Cost vs. Coverage: More PoPs mean better latency but higher costs. If 80% of your users are in North America, you might not need presence in every Asian market.
Complexity vs. Control: Managed CDNs (Cloudflare, Fastly) are simpler but less customizable. Building on AWS CloudFront with Lambda@Edge gives more control but requires more operational expertise.
Decision checklist:
- What’s your read/write ratio? CDNs excel at read-heavy workloads.
- How stale can content be? This determines your TTL strategy.
- Where are your users?

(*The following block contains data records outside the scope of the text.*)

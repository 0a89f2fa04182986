use std::net::{IpAddr, Ipv4Addr, SocketAddr};

use axum::extract::ws::WebSocketUpgrade;
use axum::extract::State;
use axum::http::StatusCode;
use axum::response::{IntoResponse, Json, Response};
use axum::routing::{get, post};
use axum::Router;
use serde_json::{json, Value};
use tokio::net::TcpListener;
use tower_http::cors::CorsLayer;
use tower_http::trace::TraceLayer;
use tracing::{info, warn};

use crate::errors::{AppError, AppResult};
use crate::websocket::{self, ConnectionRegistry, WSMessage};

/// Fixed, deterministic bind candidate list: `8887`, then 49 ports in the
/// `49000..=51200` band.
pub fn candidate_ports() -> Vec<u16> {
    let mut ports = vec![8887];
    ports.extend(49_000..49_049);
    ports
}

#[derive(Clone)]
pub struct AppState {
    pub registry: ConnectionRegistry,
    pub debug_mode: bool,
}

pub fn build_router(state: AppState) -> Router {
    let mut router = Router::new()
        .route("/health", get(health_handler))
        .route("/ws", get(websocket_handler));

    if state.debug_mode {
        router = router.route("/test/broadcast", post(test_broadcast_handler));
        warn!("debug mode enabled: /test/broadcast is reachable by any local process");
    }

    router
        .with_state(state)
        .layer(CorsLayer::permissive())
        .layer(TraceLayer::new_for_http())
}

/// Binds the first available port in [`candidate_ports`] on loopback only.
/// An `address in use` error moves to the next candidate; any other bind
/// error is fatal, matching the propagation policy in the error handling
/// design.
pub async fn bind_first_available(ports: &[u16]) -> anyhow::Result<TcpListener> {
    for &port in ports {
        let addr = SocketAddr::new(IpAddr::V4(Ipv4Addr::LOCALHOST), port);
        match TcpListener::bind(addr).await {
            Ok(listener) => {
                info!(port, "bound listener");
                return Ok(listener);
            }
            Err(err) if err.kind() == std::io::ErrorKind::AddrInUse => {
                continue;
            }
            Err(err) => return Err(err.into()),
        }
    }

    anyhow::bail!(
        "failed to bind to any of {} candidate ports; all were in use or otherwise unavailable",
        ports.len()
    )
}

async fn health_handler() -> Json<Value> {
    Json(json!({
        "status": "ok",
        "version": env!("CARGO_PKG_VERSION"),
        "timestamp": chrono::Local::now().to_rfc3339(),
    }))
}

async fn websocket_handler(ws: WebSocketUpgrade, State(state): State<AppState>) -> Response {
    ws.on_upgrade(move |socket| websocket::handshake::handle(socket, state.registry.clone()))
}

async fn test_broadcast_handler(
    State(state): State<AppState>,
    body: String,
) -> AppResult<StatusCode> {
    let message: WSMessage = serde_json::from_str(&body).map_err(AppError::from)?;
    websocket::broadcast(&state.registry, &message).await;
    Ok(StatusCode::OK)
}
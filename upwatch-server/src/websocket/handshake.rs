use std::sync::Arc;
use std::time::Duration;

use axum::extract::ws::WebSocket;
use futures_util::StreamExt;
use rand::RngCore;
use tracing::{info, warn};
use uuid::Uuid;

use super::broadcaster;
use super::connection::Connection;
use super::messages::WSMessage;
use super::registry::ConnectionRegistry;
use super::reader;

const HANDSHAKE_DEADLINE: Duration = Duration::from_secs(5);
const POLICY_VIOLATION: u16 = 1008;

/// Runs the challenge/response handshake for a freshly upgraded socket,
/// then hands off to the reader task loop (§4.6) for the connection's
/// lifetime.
pub async fn handle(socket: WebSocket, registry: ConnectionRegistry) {
    let (sink, mut stream) = socket.split();

    let id = Uuid::now_v7();
    let token = generate_token();
    let connection = Arc::new(Connection::new(id, sink, token.clone()));
    registry.insert(connection.clone());

    broadcaster::send(&registry, &id, &WSMessage::hello(&token, env!("CARGO_PKG_VERSION"))).await;
    if registry.get(&id).is_none() {
        // The hello write failed; broadcaster::send already tore the
        // connection down.
        return;
    }

    let ack = tokio::time::timeout(HANDSHAKE_DEADLINE, stream.next()).await;

    match ack {
        Ok(Some(Ok(msg))) if reader::is_valid_hello_ack(&msg, &token) => {
            connection.mark_authenticated();
            broadcaster::send(&registry, &id, &WSMessage::connected(chrono::Local::now())).await;
            info!(connection_id = %id, "client authenticated");
        }
        _ => {
            warn!(connection_id = %id, "handshake failed or timed out");
            connection.close(POLICY_VIOLATION, "handshake timeout or invalid token").await;
            registry.remove(&id);
            return;
        }
    }

    if registry.get(&id).is_none() {
        // The connected write failed; broadcaster::send already tore the
        // connection down, so there's no reader loop to start.
        return;
    }

    reader::run(connection, registry, stream).await;
}

fn generate_token() -> String {
    let mut bytes = [0u8; 16];
    rand::rng().fill_bytes(&mut bytes);
    hex_encode(&bytes)
}

fn hex_encode(bytes: &[u8]) -> String {
    bytes.iter().map(|b| format!("{b:02x}")).collect()
}
use axum::{http::StatusCode, response::IntoResponse, response::Response, Json};
use serde_json::json;
use std::fmt;

pub type AppResult<T> = Result<T, AppError>;

#[derive(Debug)]
pub struct AppError {
    pub status: StatusCode,
    pub message: String,
}

impl AppError {
    pub fn new(status: StatusCode, message: impl Into<String>) -> Self {
        Self {
            status,
            message: message.into(),
        }
    }

    pub fn bad_request(message: impl Into<String>) -> Self {
        Self::new(StatusCode::BAD_REQUEST, message)
    }
}

impl fmt::Display for AppError {
    fn fmt(&self, f: &mut fmt::Formatter<'_>) -> fmt::Result {
        write!(f, "{}", self.message)
    }
}

impl std::error::Error for AppError {}

impl IntoResponse for AppError {
    fn into_response(self) -> Response {
        let body = Json(json!({
            "error": {
                "message": self.message,
                "status": self.status.as_u16(),
            }
        }));

        (self.status, body).into_response()
    }
}

impl From<serde_json::Error> for AppError {
    fn from(err: serde_json::Error) -> Self {
        Self::bad_request(err.to_string())
    }
}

This determines PoP requirements.
- Do you need edge compute? This narrows your CDN options.
- What’s your invalidation trigger? CMS webhooks, deploy hooks, or manual?
CDN architecture is ultimately about understanding your content’s lifecycle and your users’ expectations. Get those right, and the technical implementation follows naturally.